While the estimated benefits of mitigation are large in absolute terms, and in line with other papers that have performed cost–benefit analyses in the context of COVID-19 [e.g., Greenstone and Nigam (2020), Scherbina (2020) and Thunström et al. (2020)], they are somewhat lower than typical estimates of the value of statistical injury found in the literature when considering the large number of infections avoided. For example, compared to our estimates (\({S}_{\text{VSI}}\left(\sigma \right)=\${35,490}\), \({S}_{\text{VSI}}^{h}\left(\sigma \right)=\${84,975}\), and \({S}_{\text{VSI}}^{l}\left(\sigma \right)=\${19,188}\)), Viscusi and Aldy (2003) find that most studies have estimates of VSI in the range of $29,000–$100,000 per injury (in 2020 dollars). The U.S. Department of Health and Human Services (2016) recommends valuing a quality-adjusted-life-year at approximately $250,000-$800,000 (2020 dollars), which, given our assumption of zero utility during the three months in which the individual gets sick, would correspond to a loss of $62,500-$200,000 for those infected. As another reference point, out calibration generates a social WTP per life saved of about $2.4 million, which is also in the lower range of current VSL estimates [e.g., Viscusi and Aldy (2003), Robinson and Hammitt (2016) and U.S. Department of Health and Human Services (2016)].
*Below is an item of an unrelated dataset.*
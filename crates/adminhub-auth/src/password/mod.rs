//! Password hashing for the built-in account directory.

pub mod hasher;

pub use hasher::PasswordHasher;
The likely underestimation of VSI and VSL could be the result of our simplifying assumptions on individual and social preferences. In particular, a higher WTP than the one we estimated may be justified if individuals are risk averse, if there is uncertainty over the epidemiological parameters and individuals are ambiguity averse [see Treich (2010) and Bleichrodt et al. (2019)]—something which is likely to play an important role at the beginning of the pandemic—or if the social utility function assigns greater weight to those more vulnerable.
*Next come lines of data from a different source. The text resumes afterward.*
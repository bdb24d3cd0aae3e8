//! Response DTOs.

use chrono::{DateTime, Utc};
use serde::{Deserialize, Serialize};

use adminhub_auth::principal::Principal;
use adminhub_auth::session::{SessionRecord, TokenPair};

/// Standard success response wrapper.
#[derive(Debug, Clone, Serialize, Deserialize)]
pub struct ApiResponse<T: Serialize> {
    /// Whether the request was successful.
    pub success: bool,
    /// Response data.
    pub data: T,
}

impl<T: Serialize> ApiResponse<T> {
    /// Creates a successful response.
    pub fn ok(data: T) -> Self {
        Self {
            success: true,
            data,
        }
    }
}

/// Token pair returned by login and refresh.
#[derive(Debug, Clone, Serialize, Deserialize)]
pub struct TokenResponse {
    /// Access token.
    pub access_token: String,
    /// Refresh token.
    pub refresh_token: String,
    /// Always `Bearer`.
    pub token_type: String,
    /// Access token expiration.
    pub access_expires_at: DateTime<Utc>,
    /// Refresh token expiration.
    pub refresh_expires_at: DateTime<Utc>,
}

impl From<TokenPair> for TokenResponse {
    fn from(pair: TokenPair) -> Self {
        Self {
            access_token: pair.access_token,
            refresh_token: pair.refresh_token,
            token_type: "Bearer".to_string(),
            access_expires_at: pair.access_expires_at,
            refresh_expires_at: pair.refresh_expires_at,
        }
    }
}

/// Login response.
#[derive(Debug, Clone, Serialize, Deserialize)]
pub struct LoginResponse {
    /// Issued tokens.
    #[serde(flatten)]
    pub tokens: TokenResponse,
    /// Who logged in.
    pub user: Principal,
}

/// Online session row for the admin monitor.
#[derive(Debug, Clone, Serialize, Deserialize)]
#[serde(rename_all = "camelCase")]
pub struct OnlineSessionResponse {
    /// Access token id; the handle used to force a logout.
    pub token_id: String,
    /// User ID.
    pub user_id: String,
    /// Login name.
    pub principal_name: String,
    /// Department.
    pub dept_id: Option<String>,
    /// Client IP.
    pub client_ip: String,
    /// Region of the client IP.
    pub geo_region: String,
    /// Operating system.
    pub os: String,
    /// Browser.
    pub browser: String,
    /// Device class.
    pub device: String,
    /// Session creation time.
    pub created_at: DateTime<Utc>,
    /// Last credential activity.
    pub last_access_at: DateTime<Utc>,
}

impl From<SessionRecord> for OnlineSessionResponse {
    fn from(record: SessionRecord) -> Self {
        Self {
            token_id: record.access_token_id,
            user_id: record.user_id,
            principal_name: record.principal_name,
            dept_id: record.dept_id,
            client_ip: record.client_ip,
            geo_region: record.geo_region,
            os: record.os,
            browser: record.browser,
            device: record.device,
            created_at: record.created_at,
            last_access_at: record.last_access_at,
        }
    }
}

/// Online session listing.
#[derive(Debug, Clone, Serialize, Deserialize)]
pub struct OnlineListResponse {
    /// Number of sessions.
    pub total: usize,
    /// Sessions, newest first.
    pub sessions: Vec<OnlineSessionResponse>,
}

/// Simple message response.
#[derive(Debug, Clone, Serialize, Deserialize)]
pub struct MessageResponse {
    /// Message.
    pub message: String,
}

impl MessageResponse {
    /// Wraps a message.
    pub fn new(message: impl Into<String>) -> Self {
        Self {
            message: message.into(),
        }
    }
}

/// Health check response.
#[derive(Debug, Clone, Serialize, Deserialize)]
pub struct HealthResponse {
    /// `ok` or `degraded`.
    pub status: String,
    /// Crate version.
    pub version: String,
    /// Session store reachability.
    pub store: String,
}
Another key simplifying assumption of our model is that the infection rate remains constant once an intervention is in place.Footnote 9 This assumption allowed us to derive closed form solutions and to provide insights of the comparative statics of vaccine discovery, health-care capacity constraints, and others. However, our model may miss some of the significant insights provided by economic-epidemiological models which place greater emphasis on the short-term dynamics of the epidemic [e.g., to evaluate the optimal mitigation policy over the course of the pandemic, as done, for example, by Acemoglu et al. (2020), Alvarez et al. (2020), and Jones et al. (2020)].
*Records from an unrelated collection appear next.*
//! CORS layer configuration.

use axum::http::{HeaderValue, Method, header};
use tower_http::cors::{Any, CorsLayer};

use adminhub_core::config::app::ServerConfig;

/// Builds a CORS tower layer from server configuration.
pub fn build_cors_layer(config: &ServerConfig) -> CorsLayer {
    let mut layer = CorsLayer::new()
        .allow_methods([Method::GET, Method::POST, Method::DELETE, Method::OPTIONS])
        .allow_headers([header::AUTHORIZATION, header::CONTENT_TYPE]);

    if config.allowed_origins.iter().any(|o| o == "*") {
        layer = layer.allow_origin(Any);
    } else {
        let origins: Vec<HeaderValue> = config
            .allowed_origins
            .iter()
            .filter_map(|o| o.parse().ok())
            .collect();
        layer = layer.allow_origin(origins);
    }

    layer
}
//! Maps domain `AppError` to HTTP responses.

use axum::Json;
use axum::http::StatusCode;
use axum::response::{IntoResponse, Response};
use serde::{Deserialize, Serialize};

use adminhub_core::error::{AppError, ErrorKind};

/// Standard API error response body.
#[derive(Debug, Clone, Serialize, Deserialize)]
pub struct ApiErrorResponse {
    /// Machine-readable error code.
    pub error: String,
    /// Human-readable message.
    pub message: String,
    /// Whether the same request may succeed later.
    pub retryable: bool,
}

/// HTTP-facing wrapper around [`AppError`].
#[derive(Debug)]
pub struct ApiError(pub AppError);

impl From<AppError> for ApiError {
    fn from(err: AppError) -> Self {
        Self(err)
    }
}

/// Status code for an error kind.
pub fn status_for(kind: ErrorKind) -> StatusCode {
    match kind {
        kind if kind.is_credential_error() => StatusCode::UNAUTHORIZED,
        ErrorKind::Authentication => StatusCode::UNAUTHORIZED,
        ErrorKind::Authorization => StatusCode::FORBIDDEN,
        ErrorKind::StoreUnavailable => StatusCode::SERVICE_UNAVAILABLE,
        ErrorKind::NotFound => StatusCode::NOT_FOUND,
        ErrorKind::Validation => StatusCode::BAD_REQUEST,
        _ => StatusCode::INTERNAL_SERVER_ERROR,
    }
}

impl IntoResponse for ApiError {
    fn into_response(self) -> Response {
        let err = self.0;
        let status = status_for(err.kind);

        let message = if status.is_server_error() && !err.kind.is_retryable() {
            tracing::error!(error = %err, "Internal server error");
            "Internal server error".to_string()
        } else {
            if err.kind.is_retryable() {
                tracing::warn!(error = %err, "Session store unavailable");
            }
            err.message
        };

        let body = ApiErrorResponse {
            error: err.kind.to_string(),
            message,
            retryable: err.kind.is_retryable(),
        };

        (status, Json(body)).into_response()
    }
}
Finally, a key assumption driving large differences in WTP is that WTP differs by the degree of disease vulnerability but not (inversely) by age. If willingness to pay is lower at an old age, as some studies suggest it is [see e.g., Aldy and Viscusi (2008)], our calibration may overestimate differences in WTP and also the social WTP (e.g., the elderly, who are largely vulnerable, may be willing to pay as much as the young, who are largely relatively safe). In effect, since the cost of social distancing is likely age-dependent, a more effective alternative to the uniform policies studied here and adopted by many countries would seem to be the adoption of an age-dependent mitigation strategy, with stricter confinement of senior citizens [see e.g., Acemoglu et al. (2020) and Gollier (2020)]. Or, to put it differently, the use of strong, uniform policies may impose an unnecessarily large redistribution of well-being from young, healthy individuals to groups of vulnerable individuals.

In sum, our analysis is suggestive, but preliminary. Much theoretical and empirical analysis remains to be done to evaluate the proper policies to reduce morbidity and mortality risks during an epidemic and, at least as importantly, to analyze the pecuniary and non-pecuniary costs of those interventions.